Sunday, December 2, 2007

Road life takes you can change in 3 seconds

November 13th of 2007, I was told that my left ovary had to be taken out because of a possible ectopic pregnancy. I was so scared going to the surgery center by myself and sitting in this huge dark room where everyone had someone with them but me. (My husband was in Iraq at the time waiting to fly home, but my surgery was bumped up a week do to complications.) 2pm, the nurses began inserting meds in me as I lay naked on the surgery table with nothing on but this hideous gown and I was asleep.



I woke at 5:30pm with this feeling of being strangled and all I could hear was the doctor telling me to breathe. She began telling me while I was still dilarious as to where I am that the ovary had to be taken out by C-section and there was not a baby in it but a grapefruit size mass that resembled cottage cheese. She said there was nothing to worry about, that more than likely it was benign and I would be fine.



11am on November 14th, another doctor came into my hospital room to explain what was done to me the day before and what was found. In three seconds my life went from hope to despair when she told me I had ovarian cancer. Me? I am 31 years old, a vegetarian and active. I can't have this because I have two small girls and a husband deployed. Needless to say, I hyperventilated for about 5 minutes as this doctor stood next to me starring at me like she was shocked I would act this way. The nurse on duty drugged me with Valium and Percocet so I would chill and not rip the staples from my new incision.

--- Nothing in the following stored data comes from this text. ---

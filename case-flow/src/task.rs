use async_trait::async_trait;
use serde::{Deserialize, Serialize};

use crate::{error::Result, state::GraphState};

/// Result of a task execution
#[derive(Debug, Clone)]
pub struct TaskResult<U> {
    /// Partial update merged into the state by the engine
    pub update: U,
    /// Response to send to the user
    pub response: Option<String>,
    /// Next action to take
    pub next_action: NextAction,
    /// Human readable progress note kept on the session
    pub status_message: Option<String>,
    /// Filled in by the engine with the id of the task that produced this result
    pub task_id: String,
}

impl<U> TaskResult<U> {
    pub fn new(update: U, next_action: NextAction) -> Self {
        Self {
            update,
            response: None,
            next_action,
            status_message: None,
            task_id: String::new(),
        }
    }

    pub fn with_response(mut self, response: impl Into<String>) -> Self {
        self.response = Some(response.into());
        self
    }

    pub fn with_status(mut self, status_message: impl Into<String>) -> Self {
        self.status_message = Some(status_message.into());
        self
    }
}

impl<U: Default> TaskResult<U> {
    /// A result that changes nothing and moves on.
    pub fn unchanged() -> Self {
        Self::new(U::default(), NextAction::ContinueAndExecute)
    }
}

/// Defines what should happen after a task completes
#[derive(Debug, Clone, Copy, PartialEq, Eq, Serialize, Deserialize)]
pub enum NextAction {
    /// Follow the outgoing edge (or router) and execute the next task immediately
    ContinueAndExecute,
    /// Suspend the run after this task; the router is evaluated on resume
    WaitForInput,
    /// End the graph execution
    End,
}

/// Core trait that all tasks must implement
#[async_trait]
pub trait Task<S: GraphState>: Send + Sync {
    /// Unique identifier for this task
    fn id(&self) -> &str {
        std::any::type_name::<Self>()
    }

    /// Execute the task against a read-only view of the state
    async fn run(&self, state: &S) -> Result<TaskResult<S::Update>>;
}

Jumping to today December 2nd, I now know I have a rare Germ Cell Tumor that is usually only found in male testes. Tomorrow I begin an aggressive Chemo treatment where I have to undergo Chemo every day for the first 5 days then once a week for two weeks and then the cycle starts over for 4 cycles. It sucks because I am still in denial and am still wanting this to be a mistake. Cancer does not run in my family anywhere and I have made several life changes through the past 2 years to keep this from happening. My husband is home from Iraq now, but the reserve unit he is with is not allowing him to stay with me through treatments. We are currently fighting this through outside sources so he can be with me, but it does not look promising. I just want to be able to function for my girls and be as well as can be expected through this.